▸ Exercise goal
Scan the records for the word "println". Return each line where it is found.

------ Given data ------

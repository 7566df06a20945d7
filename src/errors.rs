// Copyright (c) 2025, The Ruskit Authors
// MIT License
// All rights reserved.

//! # Error Types
//!
//! Two error families live here. `AmqpError` covers everything the runtime itself
//! can hit while talking to the broker: dialing, opening channels, declaring the
//! stream topology, consuming, publishing and settling deliveries. `HandlerError`
//! is what application handlers return, and it tells the dispatch loop whether the
//! failure concerns the message or the transport underneath it.

use lapin::protocol::{AMQPErrorKind, AMQPSoftError};
use thiserror::Error;

/// Represents errors that can occur during AMQP/RabbitMQ operations.
///
/// Apart from `ConfigurationError`, every variant is a transport failure the
/// connection manager recovers from by tearing the session down and retrying
/// after the configured interval.
#[derive(Error, Debug, Clone, PartialEq, Eq)]
pub enum AmqpError {
    /// Internal errors that don't fit into other categories
    #[error("internal error `{0}`")]
    InternalError(String),

    /// Malformed configuration or topology arguments rejected by the broker
    #[error("invalid configuration `{0}`")]
    ConfigurationError(String),

    /// Error establishing a connection to the RabbitMQ server
    #[error("failure to connect `{0}`")]
    ConnectionError(String),

    /// Error creating a channel from an established connection
    #[error("failure to create a channel `{0}`")]
    ChannelError(String),

    /// Error declaring the named exchange, with the broker's reason
    #[error("failure to declare an exchange `{0}`: {1}")]
    DeclareExchangeError(String, String),

    /// Error declaring the named queue, with the broker's reason
    #[error("failure to declare a queue `{0}`: {1}")]
    DeclareQueueError(String, String),

    /// Error binding a queue to an exchange
    #[error("failure to bind queue `{1}` to exchange `{0}`: {2}")]
    BindingExchangeToQueueError(String, String, String),

    /// Error registering a consumer on a queue
    #[error("failure to declare consumer `{0}`")]
    ConsumerDeclarationError(String),

    /// The handle was asked for its message stream before consuming started
    #[error("handle is not consuming")]
    NotConsuming,

    /// Error switching the channel into publisher-confirm mode
    #[error("failure to enable publisher confirms `{0}`")]
    ConfirmSelectError(String),

    /// Error publishing a message
    #[error("failure to publish `{0}`")]
    PublishingError(String),

    /// Error serializing an outbound payload
    #[error("failure to serialize payload `{0}`")]
    SerializePayloadError(String),

    /// Error acknowledging a message
    #[error("failure to ack message `{0}`")]
    AckMessageError(String),

    /// Error rejecting a message
    #[error("failure to reject message `{0}`")]
    RejectMessageError(String),

    /// Error closing a channel or connection
    #[error("failure to close `{0}`")]
    CloseError(String),
}

impl AmqpError {
    /// Reports whether retrying cannot fix this error.
    ///
    /// Only configuration problems are fatal; the consumer worker hands them to the
    /// caller through its terminal-failure handle instead of reconnecting.
    pub fn is_fatal(&self) -> bool {
        matches!(self, AmqpError::ConfigurationError(_))
    }

    /// Classifies a lapin error raised while declaring topology.
    ///
    /// A `PRECONDITION_FAILED` reply means an exchange or queue already exists with
    /// different arguments, which no amount of redialing will fix.
    pub(crate) fn from_declare(
        err: &lapin::Error,
        transport: impl FnOnce(String) -> AmqpError,
    ) -> AmqpError {
        if let lapin::Error::ProtocolError(amqp) = err {
            if *amqp.kind() == AMQPErrorKind::Soft(AMQPSoftError::PRECONDITIONFAILED) {
                return AmqpError::ConfigurationError(err.to_string());
            }
        }

        transport(err.to_string())
    }
}

/// Failure reported by a message handler.
///
/// The two variants drive different outcomes in the dispatch loop: an
/// application failure rejects the one message, a broker failure abandons the
/// whole session and reconnects.
#[derive(Error, Debug, Clone, PartialEq, Eq)]
pub enum HandlerError {
    /// The underlying transport or session is unusable
    #[error("broker failure: {0}")]
    Broker(String),

    /// The message could not be processed
    #[error("processing failure: {0}")]
    Application(String),
}

impl HandlerError {
    pub fn broker(reason: impl Into<String>) -> Self {
        HandlerError::Broker(reason.into())
    }

    pub fn application(reason: impl Into<String>) -> Self {
        HandlerError::Application(reason.into())
    }

    pub fn is_broker(&self) -> bool {
        matches!(self, HandlerError::Broker(_))
    }
}

impl From<lapin::Error> for HandlerError {
    fn from(err: lapin::Error) -> Self {
        HandlerError::Broker(err.to_string())
    }
}

impl From<AmqpError> for HandlerError {
    fn from(err: AmqpError) -> Self {
        HandlerError::Broker(err.to_string())
    }
}

impl From<serde_json::Error> for HandlerError {
    fn from(err: serde_json::Error) -> Self {
        HandlerError::Application(err.to_string())
    }
}

#[cfg(test)]
mod tests {
    use super::*;

    #[test]
    fn only_configuration_errors_are_fatal() {
        assert!(AmqpError::ConfigurationError("bad ttl".to_owned()).is_fatal());
        assert!(!AmqpError::ConnectionError("refused".to_owned()).is_fatal());
        assert!(!AmqpError::DeclareQueueError("loki".to_owned(), "closed".to_owned()).is_fatal());
    }

    #[test]
    fn declare_errors_without_precondition_stay_transport_errors() {
        let err = lapin::Error::InvalidChannelState(lapin::ChannelState::Closed);
        let mapped = AmqpError::from_declare(&err, |cause| {
            AmqpError::DeclareQueueError("loki".to_owned(), cause)
        });

        assert_eq!(
            mapped,
            AmqpError::DeclareQueueError("loki".to_owned(), err.to_string())
        );
        assert!(mapped.to_string().contains(&err.to_string()));
    }

    #[test]
    fn malformed_json_is_an_application_failure() {
        let err = serde_json::from_slice::<serde_json::Value>(b"{").unwrap_err();

        assert!(!HandlerError::from(err).is_broker());
    }
}
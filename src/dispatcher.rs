// Copyright (c) 2025, The Ruskit Authors
// MIT License
// All rights reserved.

//! # Dispatch Loop
//!
//! The `Consuming` state of a consumer session. The loop waits on whichever of
//! these is ready first:
//!
//! ```text
//!   cancellation ─────────┐
//!   channel-closed ───────┤
//!   connection-closed ────┼──► select! ──► exit or settle one delivery
//!   next delivery ────────┘
//! ```
//!
//! Deliveries are processed strictly one at a time, so acknowledgements follow
//! delivery order.

use crate::{
    consumer::consume,
    handle::{CloseReason, ClosedSignal},
    handler::MessageHandler,
    message::Envelope,
    otel::TRACER_NAME,
};
use futures_util::{Stream, StreamExt};
use opentelemetry::global;
use std::fmt;
use tokio_util::sync::CancellationToken;
use tracing::{debug, warn};

/// Why a consumer session ended.
#[derive(Debug, Clone, PartialEq, Eq)]
pub enum SessionExit {
    /// The consumer was cancelled; no reconnect follows.
    Cancelled,
    /// The channel or the connection went away.
    Closed(CloseReason),
    /// A handler or a settlement reported the transport unusable.
    BrokerFailure(String),
}

impl SessionExit {
    /// Reports whether the manager should reconnect after this exit.
    pub fn should_reconnect(&self) -> bool {
        !matches!(self, SessionExit::Cancelled)
    }
}

impl fmt::Display for SessionExit {
    fn fmt(&self, f: &mut fmt::Formatter<'_>) -> fmt::Result {
        match self {
            SessionExit::Cancelled => write!(f, "cancelled"),
            SessionExit::Closed(reason) => write!(f, "{reason}"),
            SessionExit::BrokerFailure(reason) => write!(f, "broker failure: {reason}"),
        }
    }
}

/// Drives one consumer session until it must end.
///
/// # Parameters
/// * `queue` - Queue being consumed, used for spans and logs
/// * `messages` - Delivery stream of the session
/// * `channel_closed` - Fires when the channel goes away
/// * `connection_closed` - Fires when the health monitor observes connection loss
/// * `handler` - Handler (or chain) processing every delivery
/// * `cancel` - Cancellation scope of the consumer
///
/// # Returns
/// The reason the session ended
pub async fn dispatch<S, E, H>(
    queue: &str,
    messages: &mut S,
    channel_closed: &mut ClosedSignal,
    connection_closed: &mut ClosedSignal,
    handler: &mut H,
    cancel: &CancellationToken,
) -> SessionExit
where
    S: Stream<Item = E> + Unpin + ?Sized,
    E: Envelope,
    H: MessageHandler + ?Sized,
{
    let tracer = global::tracer(TRACER_NAME);

    loop {
        tokio::select! {
            _ = cancel.cancelled() => {
                debug!(queue, "consumer cancelled");
                return SessionExit::Cancelled;
            }

            reason = channel_closed.fired() => {
                warn!(queue, reason = %reason, "channel closed");
                return SessionExit::Closed(reason);
            }

            reason = connection_closed.fired() => {
                warn!(queue, reason = %reason, "connection closed");
                return SessionExit::Closed(reason);
            }

            next = messages.next() => {
                let Some(envelope) = next else {
                    warn!(queue, "message stream ended");
                    return SessionExit::Closed(CloseReason::Channel(
                        "message stream ended".to_owned(),
                    ));
                };

                if let Err(reason) = consume(&tracer, queue, &envelope, handler).await {
                    return SessionExit::BrokerFailure(reason);
                }
            }
        }
    }
}
//! Styled stdout messages shared across the shell.

use std::fmt;

use colored::Colorize;

/// Visual classes a shell message can take.
#[derive(Clone, Copy, PartialEq, Eq)]
pub enum MessageKind {
    Info,
    Success,
    Warning,
    Error,
    Section,
}

/// Prints one message in the shell's house style. Sections get a leading
/// blank line so they read as breaks between command outputs.
pub fn print(kind: MessageKind, message: impl fmt::Display) {
    let text = message.to_string();
    let styled = match kind {
        MessageKind::Info => format!("INFO: [i] {text}").normal(),
        MessageKind::Success => format!("SUCCESS: [✓] {text}").bright_green(),
        MessageKind::Warning => format!("WARNING: [!] {text}").bright_yellow(),
        MessageKind::Error => format!("ERROR: [x] {text}").bright_red(),
        MessageKind::Section => format!("=== {} ===", text.trim()).bold(),
    };
    if kind == MessageKind::Section {
        println!("\n{styled}");
    } else {
        println!("{styled}");
    }
}

pub fn info(message: impl fmt::Display) {
    print(MessageKind::Info, message);
}

pub fn section(title: impl fmt::Display) {
    print(MessageKind::Section, title);
}

pub fn render_table(table: &crate::cli::ui::table::Table) {
    println!("{}", table.render());
}
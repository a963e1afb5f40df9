use std::fmt;

use serde::{Deserialize, Serialize};

pub const MIN_YEAR: i32 = 1900;
pub const MAX_YEAR: i32 = 2100;

/// A calendar date stored as raw year, month, and day fields.
///
/// All three fields are plain signed integers so that any value read from a
/// data file stays representable; the store rejects bad dates with a warning
/// instead of failing to construct the value at all. Derived ordering is
/// lexicographic on (year, month, day).
#[derive(Debug, Clone, Copy, Serialize, Deserialize, PartialEq, Eq, PartialOrd, Ord, Hash)]
pub struct CalendarDate {
    pub year: i32,
    pub month: i32,
    pub day: i32,
}

impl CalendarDate {
    pub fn new(year: i32, month: i32, day: i32) -> Self {
        Self { year, month, day }
    }

    /// Checks the year bounds, month range, and day against the month length.
    pub fn is_valid(&self) -> bool {
        if self.year < MIN_YEAR || self.year > MAX_YEAR {
            return false;
        }
        if self.month < 1 || self.month > 12 {
            return false;
        }
        self.day >= 1 && self.day <= days_in_month(self.year, self.month)
    }

    /// Parses a `YYYY-MM-DD` string into raw fields.
    ///
    /// Returns `None` when the shape is wrong; calendar validity is a
    /// separate check via [`CalendarDate::is_valid`].
    pub fn parse(input: &str) -> Option<Self> {
        let mut parts = input.trim().splitn(3, '-');
        let year = parts.next()?.parse().ok()?;
        let month = parts.next()?.parse().ok()?;
        let day = parts.next()?.parse().ok()?;
        Some(Self { year, month, day })
    }
}

impl fmt::Display for CalendarDate {
    fn fmt(&self, f: &mut fmt::Formatter<'_>) -> fmt::Result {
        write!(f, "{:04}-{:02}-{:02}", self.year, self.month, self.day)
    }
}

pub fn is_leap_year(year: i32) -> bool {
    year % 4 == 0 && (year % 100 != 0 || year % 400 == 0)
}

pub fn days_in_month(year: i32, month: i32) -> i32 {
    match month {
        1 | 3 | 5 | 7 | 8 | 10 | 12 => 31,
        4 | 6 | 9 | 11 => 30,
        2 => {
            if is_leap_year(year) {
                29
            } else {
                28
            }
        }
        _ => 0,
    }
}
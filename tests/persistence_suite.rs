use expense_core::{
    core::LedgerManager,
    ledger::{CalendarDate, Category, Ledger},
    storage,
};
use std::fs;
use std::path::{Path, PathBuf};
use tempfile::tempdir;

// The store stages rewrites next to the target under the same name plus
// a `.tmp` suffix.
fn tmp_path_for(path: &Path) -> PathBuf {
    let mut name = path.file_name().expect("data file name").to_os_string();
    name.push(".tmp");
    path.with_file_name(name)
}

#[test]
fn atomic_save_failure_preserves_original_file() {
    let temp = tempdir().unwrap();
    let path = temp.path().join("expenses.dat");

    let mut ledger = Ledger::new();
    ledger.add(
        42.0,
        Category::Food,
        CalendarDate::new(2025, 1, 1),
        "groceries",
    );
    storage::save(&path, &ledger).expect("initial save");
    let original = fs::read_to_string(&path).expect("read original file");

    // A directory squatting on the staging name forces File::create to fail.
    let tmp_path = tmp_path_for(&path);
    fs::create_dir_all(&tmp_path).unwrap();

    ledger.add(
        99.0,
        Category::Other,
        CalendarDate::new(2025, 1, 2),
        "would be lost",
    );
    let result = storage::save(&path, &ledger);
    assert!(
        result.is_err(),
        "expected save to fail when the staging path is a directory"
    );

    let current = fs::read_to_string(&path).expect("read after failure");
    assert_eq!(
        current, original,
        "a failed save must not touch the original file"
    );
}

#[test]
fn full_session_round_trip_via_manager() {
    let temp = tempdir().unwrap();
    let path = temp.path().join("expenses.dat");

    let mut manager = LedgerManager::new(&path);
    manager.load();
    manager.add(
        12.5,
        Category::Food,
        CalendarDate::new(2024, 3, 15),
        "lunch with the team",
    );
    manager.add(
        0.30000000000000004,
        Category::Other,
        CalendarDate::new(2024, 3, 16),
        "午饭",
    );
    manager.save().expect("save session");

    let mut reloaded = LedgerManager::new(&path);
    let report = reloaded.load();
    assert!(report.found);
    assert!(report.warnings.is_empty());
    assert!(report.error.is_none());

    let records = reloaded.records();
    assert_eq!(records.len(), 2);
    assert_eq!(records[0].remarks, "lunch with the team");
    assert_eq!(records[0].date, CalendarDate::new(2024, 3, 15));
    // f64 Display output parses back to the identical value.
    assert_eq!(records[1].amount, 0.30000000000000004);
    assert_eq!(records[1].remarks, "午饭");
    assert_eq!(reloaded.next_id(), 3);
}

#[test]
fn damaged_allocator_line_discards_file_with_warning() {
    let temp = tempdir().unwrap();
    let path = temp.path().join("expenses.dat");
    fs::write(&path, "not-a-counter\n1\n12.5\n3\n2024\n3\n15\nlunch\n").unwrap();

    let mut manager = LedgerManager::new(&path);
    let report = manager.load();
    assert!(!report.found, "unreadable allocator means first-run state");
    assert!(report.error.is_none());
    assert_eq!(report.warnings.len(), 1);
    assert!(manager.records().is_empty());
    assert_eq!(manager.next_id(), 1);
}

#[test]
fn validation_misses_surface_as_report_warnings() {
    let temp = tempdir().unwrap();
    let path = temp.path().join("expenses.dat");
    // Record 1 has month 13; record 2 is intact.
    fs::write(
        &path,
        "3\n1\n8.0\n0\n2024\n13\n5\npens\n2\n4.5\n2\n2024\n4\n1\nbus\n",
    )
    .unwrap();

    let mut manager = LedgerManager::new(&path);
    let report = manager.load();
    assert!(report.found);
    assert_eq!(report.warnings.len(), 1);
    assert!(report.warnings[0].contains("record id 1"));
    assert_eq!(manager.records().len(), 1);
    assert_eq!(manager.records()[0].id, 2);
    // The stored counter is trusted even after skips.
    assert_eq!(manager.next_id(), 3);
}

#[test]
fn corrupt_field_fails_load_and_next_save_rewrites() {
    let temp = tempdir().unwrap();
    let path = temp.path().join("expenses.dat");
    fs::write(&path, "2\n1\ntwelve\n3\n2024\n3\n15\nlunch\n").unwrap();

    let mut manager = LedgerManager::new(&path);
    let report = manager.load();
    assert!(report.error.is_some());
    assert!(manager.records().is_empty());

    manager.save().expect("rewrite after corrupt load");
    let rewritten = fs::read_to_string(&path).unwrap();
    assert_eq!(rewritten, "1\n");
}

------

▸ Response area
        println!("\n{styled}");
        println!("{styled}");
    println!("{}", table.render());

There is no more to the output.